__Problem to work on__
Copy each line that contains the string "both", taking them from the material.
——
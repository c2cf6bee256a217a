use std::collections::{BTreeMap, BTreeSet};

use tracing::warn;

use super::formula::{is_variable, Formula};
use super::rule::{Rule, RuleKind};

/// The argumentation system: the rule base with its preferences, the
/// contrariness relation, and the language of ground literals that the
/// constructed arguments populate.
#[derive(Debug, Clone, Default)]
pub struct ArgumentationSystem {
    pub language: Vec<Formula>,
    pub rules: Vec<Rule>,
    pub rule_preferences: Vec<(String, String)>,
    /// Canonical target string to the canonical strings of its contraries.
    pub contrariness: BTreeMap<String, BTreeSet<String>>,
    /// Registered `(contrary, of)` pairs, kept for re-instantiation over
    /// the populated language.
    contraries: Vec<(Formula, Formula)>,
    transposition: bool,
}

impl ArgumentationSystem {
    pub fn new(transposition: bool) -> Self {
        Self {
            transposition,
            ..Self::default()
        }
    }

    /// Inserts a rule (set semantics). When the system is closed under
    /// transposition, a strict rule also contributes its contrapositive
    /// variants `[L tp k]`.
    pub fn add_rule(&mut self, rule: Rule) {
        let transpose = rule.kind == RuleKind::Strict && self.transposition;
        if !self.rules.contains(&rule) {
            self.rules.push(rule.clone());
        }
        if transpose {
            self.add_transpositions(&rule);
        }
    }

    fn add_transpositions(&mut self, rule: &Rule) {
        let antecedents: Vec<String> = rule.antecedents.iter().map(|a| a.to_string()).collect();
        let inner = rule.label.trim_start_matches('[').trim_end_matches(']');
        let negated_consequent = format!("~{}", rule.consequent);

        // each variant drops one antecedent, which becomes the negated
        // consequent of the transposed rule
        let mut variants: Vec<(Vec<String>, String)> = Vec::new();
        if antecedents.len() == 1 {
            variants.push((
                vec![negated_consequent.clone()],
                format!("~{}", antecedents[0]),
            ));
        } else {
            for skip in 0..antecedents.len() {
                let mut kept: Vec<String> = antecedents
                    .iter()
                    .enumerate()
                    .filter(|(i, _)| *i != skip)
                    .map(|(_, a)| a.clone())
                    .collect();
                if kept.is_empty() {
                    continue;
                }
                kept.push(negated_consequent.clone());
                variants.push((kept, format!("~{}", antecedents[skip])));
            }
        }

        for (counter, (ants, consequent)) in variants.iter().enumerate() {
            let text = format!("{}->{}", ants.join(","), consequent);
            let label = format!("[{} tp {}]", inner, counter + 1);
            if let Ok(transposed) = Rule::from_string(&label, &text) {
                if !self.rules.contains(&transposed) {
                    self.rules.push(transposed);
                }
            }
        }
    }

    /// Registers `less ≺ more` between defeasible rules. Preferences
    /// naming an unknown or strict rule are dropped.
    pub fn add_rule_preference(&mut self, less: &str, more: &str) {
        let defeasible = |label: &str| {
            self.rules
                .iter()
                .any(|r| r.label == label && r.kind != RuleKind::Strict)
        };
        if !defeasible(less) || !defeasible(more) {
            warn!(
                "dropping rule preference ({}, {}): unknown or strict rule",
                less, more
            );
            return;
        }
        self.rule_preferences
            .push((less.to_string(), more.to_string()));
    }

    /// Registers `contrary` as a contrary of `of`. With `contradiction`
    /// the registration is mirrored, making the two formulas contradict.
    pub fn add_contrary(&mut self, contrary: Formula, of: Formula, contradiction: bool) {
        self.contrariness
            .entry(of.to_string())
            .or_default()
            .insert(contrary.to_string());
        let pair = (contrary.clone(), of.clone());
        if !self.contraries.contains(&pair) {
            self.contraries.push(pair);
        }
        if contradiction {
            self.add_contrary(of, contrary, false);
        }
    }

    pub fn add_to_language(&mut self, formula: Formula) {
        if !self.language.contains(&formula) {
            self.language.push(formula);
        }
    }

    /// Grounds a formula against every member of the language with the
    /// same term and arity. Each successful unification yields the ground
    /// formula together with its variable capture.
    pub fn instantiate_formula(&self, formula: &Formula) -> Vec<(Formula, BTreeMap<String, String>)> {
        if !formula.has_variables() {
            return vec![(formula.clone(), BTreeMap::new())];
        }
        let mut instantiated = Vec::new();
        for wff in &self.language {
            if formula.term != wff.term || formula.parameters.len() != wff.parameters.len() {
                continue;
            }
            let mut capture = BTreeMap::new();
            let mut grounded = Vec::new();
            for (fp, wp) in formula.parameters.iter().zip(&wff.parameters) {
                if fp == wp || is_variable(fp) {
                    grounded.push(wp.clone());
                    if is_variable(fp) {
                        capture.insert(fp.clone(), wp.clone());
                    }
                }
            }
            if grounded.len() != formula.parameters.len() {
                continue;
            }
            let text = format!("{}({})", formula.term, grounded.join(","));
            if let Ok(ground) = Formula::parse(&text) {
                instantiated.push((ground, capture));
            }
        }
        instantiated
    }

    /// Rebuilds contrariness over the populated language: every literal
    /// is contrary to its negation, and every registered contrary pair is
    /// instantiated over the language, keeping instantiation pairs whose
    /// variable captures are compatible.
    pub fn update_contrariness(&mut self) {
        let mut temp: BTreeMap<String, BTreeSet<String>> = BTreeMap::new();
        for wff in &self.language {
            let s = wff.to_string();
            let contrary = match s.strip_prefix('~') {
                Some(positive) => positive.to_string(),
                None => format!("~{}", s),
            };
            temp.insert(s, BTreeSet::from([contrary]));
        }

        let pairs = self.contraries.clone();
        for (contrary, of) in &pairs {
            let contrary_instantiations = self.instantiate_formula(contrary);
            let of_instantiations = self.instantiate_formula(of);
            for (of_inst, of_capture) in &of_instantiations {
                let target = of_inst.to_string();
                let mut contraries = BTreeSet::from([format!("~{}", target)]);
                for (contrary_inst, contrary_capture) in &contrary_instantiations {
                    if captures_compatible(contrary_capture, of_capture) {
                        contraries.insert(contrary_inst.to_string());
                    }
                }
                temp.insert(target, contraries);
            }
        }
        self.contrariness = temp;
    }
}

// Two captures are compatible when they agree: same variable, same value,
// and no value claimed by two different variables. An empty capture on
// either side is compatible with anything.
fn captures_compatible(m1: &BTreeMap<String, String>, m2: &BTreeMap<String, String>) -> bool {
    if m1 == m2 || m1.is_empty() || m2.is_empty() {
        return true;
    }
    m1.iter().any(|(k1, v1)| {
        m2.iter()
            .all(|(k2, v2)| !((v1 == v2 && k1 != k2) || (k1 == k2 && v1 != v2)))
    })
}
#[cfg(test)]
mod tests {
    use std::collections::BTreeMap;

    use anyhow::Result;

    use crate::aspic::argument::Argument;
    use crate::aspic::error::AspicError;
    use crate::aspic::formula::Formula;
    use crate::aspic::knowledge::{ElementKind, KnowledgeBase};
    use crate::aspic::preference::Ordering;
    use crate::aspic::rule::Rule;
    use crate::aspic::solver::{
        ExtensionRequest, ExtensionResponse, ExtensionSolver, Semantics,
    };
    use crate::aspic::system::ArgumentationSystem;
    use crate::aspic::theory::ArgumentationTheory;

    struct StubSolver(ExtensionResponse);

    impl ExtensionSolver for StubSolver {
        fn solve(&self, _request: &ExtensionRequest) -> Result<ExtensionResponse, AspicError> {
            Ok(self.0.clone())
        }
    }

    struct DownSolver;

    impl ExtensionSolver for DownSolver {
        fn solve(&self, _request: &ExtensionRequest) -> Result<ExtensionResponse, AspicError> {
            Err(AspicError::ExtensionServiceUnavailable(
                "connection refused".to_string(),
            ))
        }
    }

    fn f(text: &str) -> Formula {
        Formula::parse(text).unwrap()
    }

    fn r(label: &str, text: &str) -> Rule {
        Rule::from_string(label, text).unwrap()
    }

    fn label_of(theory: &ArgumentationTheory, conclusion: &str) -> String {
        theory
            .arguments()
            .iter()
            .find(|a| a.conclusion.to_string() == conclusion)
            .map(|a| a.label.clone())
            .unwrap_or_else(|| panic!("no argument concludes {}", conclusion))
    }

    // The fitness-goal theory: a 17 year old asking for a step goal, with
    // a previously rejected 13000-step suggestion.
    fn fitness_theory() -> ArgumentationTheory {
        let mut system = ArgumentationSystem::new(false);
        system.add_rule(r("[r1]", "current_goal(steps) => recommended(10000)"));
        system.add_rule(r("[r2]", "recommended(X) => set_goal(X)"));
        system.add_rule(r(
            "[r3]",
            "current_goal(steps), user_age(X), X>65 => suggested(7500)",
        ));
        system.add_rule(r(
            "[r4]",
            "current_goal(steps), user_age(X), X<18 => suggested(13000)",
        ));
        system.add_rule(r("[r5]", "suggested(X), => set_goal(X)"));
        system.add_rule(r("[r6]", "rejected_too_high(X) -> ~set_goal(X)"));
        system.add_rule(r("[r7]", "rejected_too_low(X) -> ~set_goal(X)"));
        system.add_rule(r("[r8]", "rejected_too_high(X) => suggested([X*0.8])"));
        system.add_rule(r("[r9]", "rejected_too_low(X) => suggested([X*1.2])"));
        system.add_contrary(f("set_goal(X)"), f("set_goal(Y)"), true);
        system.add_rule_preference("[r2]", "[r5]");
        system.add_rule_preference("[r2]", "[r8]");
        system.add_rule_preference("[r2]", "[r9]");

        let mut kb = KnowledgeBase::new();
        kb.add_premise(f("current_goal(steps)"));
        kb.add_premise(f("user_age(17)"));
        kb.add_premise(f("rejected_too_high(13000)"));

        ArgumentationTheory::new(system, kb, Ordering::WeakestLink)
    }

    #[test]
    fn test_fitness_construction() {
        let mut theory = fitness_theory();
        assert!(theory.check_well_formed());
        theory.construct_arguments();

        let conclusions: Vec<String> = theory
            .arguments()
            .iter()
            .map(|a| a.conclusion.to_string())
            .collect();
        assert_eq!(
            conclusions,
            vec![
                "current_goal(steps)",
                "user_age(17)",
                "rejected_too_high(13000)",
                "recommended(10000)",
                "set_goal(10000)",
                "suggested(13000)",
                "set_goal(13000)",
                "~set_goal(13000)",
                "suggested(10400)",
                "set_goal(10400)",
            ]
        );
        let labels: Vec<&str> = theory
            .arguments()
            .iter()
            .map(|a| a.label.as_str())
            .collect();
        assert_eq!(
            labels,
            vec!["A1", "A2", "A3", "A4", "A5", "A6", "A7", "A8", "A9", "A10"]
        );

        // the over-age suggestion (r3) and the rejected-too-low chain
        // (r7, r9) never fire
        assert!(!conclusions.contains(&"suggested(7500)".to_string()));

        // instantiated contraries cover the competing goals
        let contraries = &theory.system.contrariness["set_goal(13000)"];
        assert!(contraries.contains("set_goal(10000)"));
        assert!(contraries.contains("set_goal(10400)"));
        assert!(contraries.contains("~set_goal(13000)"));
        assert!(!contraries.contains("set_goal(13000)"));
    }

    #[test]
    fn test_fitness_preferences_and_defeat() {
        let mut theory = fitness_theory();
        theory.construct_arguments();
        theory.calculate_attack();
        theory.calculate_defeat();

        let a5 = label_of(&theory, "set_goal(10000)");
        let a7 = label_of(&theory, "set_goal(13000)");
        let a8 = label_of(&theory, "~set_goal(13000)");
        let a10 = label_of(&theory, "set_goal(10400)");

        let preferences = theory.argument_preferences();
        // the r2 conclusion sits below both r5 conclusions
        assert!(preferences.contains(&(a5.clone(), a7.clone())));
        assert!(preferences.contains(&(a5.clone(), a10.clone())));
        assert!(!preferences.contains(&(a7.clone(), a5.clone())));

        assert_eq!(
            theory.defeats(),
            &[
                (a7.clone(), a5.clone()),
                (a10.clone(), a5.clone()),
                (a8.clone(), a7.clone()),
            ]
        );

        // the strict rejection attacks but is never attacked back
        assert!(!theory.attacks().iter().any(|(_, target)| *target == a8));

        // recomputing defeat (and the preferences inside it) changes nothing
        let again = theory.calculate_defeat();
        assert_eq!(again.as_slice(), theory.defeats());
    }

    #[test]
    fn test_fitness_grounded_evaluation() -> Result<()> {
        let mut theory = fitness_theory();
        let response: ExtensionResponse = serde_json::from_value(serde_json::json!({
            "grounded": ["A1", "A2", "A3", "A4", "A6", "A8", "A9", "A10"]
        }))?;

        let evaluation = theory.evaluate(Semantics::Grounded, &StubSolver(response))?;
        assert_eq!(evaluation.semantics, "grounded");
        assert_eq!(evaluation.extensions.len(), 1);

        let accepted = &evaluation.acceptable_conclusions[&0];
        assert!(accepted.contains(&"~set_goal(13000)".to_string()));
        assert!(accepted.contains(&"set_goal(10400)".to_string()));
        assert!(!accepted.contains(&"set_goal(13000)".to_string()));
        assert!(!accepted.contains(&"set_goal(10000)".to_string()));

        let descriptor = &evaluation.arguments["A10"];
        assert_eq!(descriptor.conclusion, "set_goal(10400)");
        assert_eq!(descriptor.last_sub_arguments, vec!["A9"]);
        assert_eq!(descriptor.defeasible_rules.len(), 2);

        let json = serde_json::to_value(&evaluation)?;
        assert!(json.get("acceptableConclusions").is_some());
        Ok(())
    }

    #[test]
    fn test_evaluate_falls_back_to_grounded() -> Result<()> {
        let mut theory = fitness_theory();
        let response: ExtensionResponse = serde_json::from_value(serde_json::json!({
            "grounded": ["A1", "A2", "A3", "A4", "A6", "A8", "A9", "A10"]
        }))?;

        let evaluation = theory.evaluate(Semantics::Preferred, &StubSolver(response))?;
        assert_eq!(evaluation.semantics, "grounded");
        Ok(())
    }

    #[test]
    fn test_evaluate_without_usable_response() {
        let mut theory = fitness_theory();
        let err = theory
            .evaluate(Semantics::Grounded, &StubSolver(ExtensionResponse::default()))
            .unwrap_err();
        assert!(matches!(err, AspicError::ExtensionServiceUnavailable(_)));

        let mut theory = fitness_theory();
        let err = theory.evaluate(Semantics::Grounded, &DownSolver).unwrap_err();
        assert!(matches!(err, AspicError::ExtensionServiceUnavailable(_)));
    }

    #[test]
    fn test_evaluate_rejects_ill_formed_theory() {
        let mut system = ArgumentationSystem::new(false);
        system.add_rule(r("[s1]", "a -> b"));
        system.add_rule(r("[d1]", "c => d"));
        system.add_contrary(f("b"), f("d"), true);
        let mut kb = KnowledgeBase::new();
        kb.add_premise(f("a"));

        let mut theory = ArgumentationTheory::new(system, kb, Ordering::WeakestLink);
        let err = theory.evaluate(Semantics::Grounded, &DownSolver).unwrap_err();
        assert!(matches!(err, AspicError::NotWellFormed));
        assert!(theory.arguments().is_empty());
    }

    #[test]
    fn test_construction_is_deterministic() {
        let mut first = fitness_theory();
        first.construct_arguments();
        let mut second = fitness_theory();
        second.construct_arguments();

        let snapshot = |theory: &ArgumentationTheory| -> Vec<(String, String)> {
            theory
                .arguments()
                .iter()
                .map(|a| (a.label.clone(), a.conclusion.to_string()))
                .collect()
        };
        assert_eq!(snapshot(&first), snapshot(&second));
    }

    #[test]
    fn test_argument_invariants_hold() {
        let mut theory = fitness_theory();
        theory.construct_arguments();

        let by_label: BTreeMap<&str, &Argument> = theory
            .arguments()
            .iter()
            .map(|a| (a.label.as_str(), a))
            .collect();

        for argument in theory.arguments() {
            if let Some(top) = &argument.top_rule {
                assert_eq!(argument.conclusion, top.consequent);
            } else {
                assert_eq!(argument.premises.len(), 1);
                assert!(argument.sub_arguments.is_empty());
            }
            assert_eq!(
                argument.rules.len(),
                argument.defeasible_rules.len() + argument.strict_rules.len()
            );
            assert_eq!(argument.is_strict(), argument.defeasible_rules.is_empty());
            assert_eq!(
                argument.is_firm(),
                argument
                    .premises
                    .iter()
                    .any(|p| p.kind == ElementKind::Axiom)
            );
            assert_branch_labels_unique(argument, &by_label, &mut Vec::new());
        }
    }

    fn assert_branch_labels_unique(
        argument: &Argument,
        by_label: &BTreeMap<&str, &Argument>,
        path: &mut Vec<String>,
    ) {
        if let Some(top) = &argument.top_rule {
            assert!(
                !path.contains(&top.label),
                "rule {} appears twice on a branch",
                top.label
            );
            path.push(top.label.clone());
        }
        for label in &argument.last_sub_arguments {
            assert_branch_labels_unique(by_label[label.as_str()], by_label, path);
        }
        if argument.top_rule.is_some() {
            path.pop();
        }
    }

    fn divergence_theory(ordering: Ordering) -> ArgumentationTheory {
        let mut system = ArgumentationSystem::new(false);
        system.add_rule(r("[ra]", "p1 => c1"));
        system.add_rule(r("[rb]", "p2 => c2"));

        let mut kb = KnowledgeBase::new();
        kb.add_premise(f("p1"));
        kb.add_premise(f("p2"));
        kb.add_preference(&f("p1"), &f("p2"));

        ArgumentationTheory::new(system, kb, ordering)
    }

    #[test]
    fn test_weakest_and_last_link_diverge_on_premise_preferences() {
        let mut weakest = divergence_theory(Ordering::WeakestLink);
        weakest.construct_arguments();
        let preferences = weakest.calculate_argument_preferences();

        let c1 = label_of(&weakest, "c1");
        let c2 = label_of(&weakest, "c2");
        // weakest link orders the conclusions by their premises
        assert!(preferences.contains(&(c1.clone(), c2.clone())));
        assert!(!preferences.contains(&(c2.clone(), c1.clone())));

        let mut last = divergence_theory(Ordering::LastLink);
        last.construct_arguments();
        let preferences = last.calculate_argument_preferences();
        // last link ignores the premises: with no rule preferences the
        // top rules compare as peers in both directions
        assert!(preferences.contains(&(c1.clone(), c2.clone())));
        assert!(preferences.contains(&(c2, c1)));
    }

    #[test]
    fn test_transposition_produces_contrapositive_attack() {
        // with transposition on, ~c flows back against the antecedent
        let mut system = ArgumentationSystem::new(true);
        system.add_rule(r("[s]", "a -> c"));
        system.add_rule(r("[d]", "w => ~c"));

        let mut kb = KnowledgeBase::new();
        kb.add_premise(f("a"));
        kb.add_premise(f("w"));

        let mut theory = ArgumentationTheory::new(system, kb, Ordering::WeakestLink);
        theory.construct_arguments();

        // [s tp 1]: ~c -> ~a fires on top of the defeasible ~c argument
        assert!(theory
            .arguments()
            .iter()
            .any(|arg| arg.conclusion.to_string() == "~a"));

        let attacks = theory.calculate_attack();
        let not_a = label_of(&theory, "~a");
        let a = label_of(&theory, "a");
        assert!(attacks.contains(&(not_a, a)));
    }
}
——
__Task response__
        // the r2 conclusion sits below both r5 conclusions
        // top rules compare as peers in both directions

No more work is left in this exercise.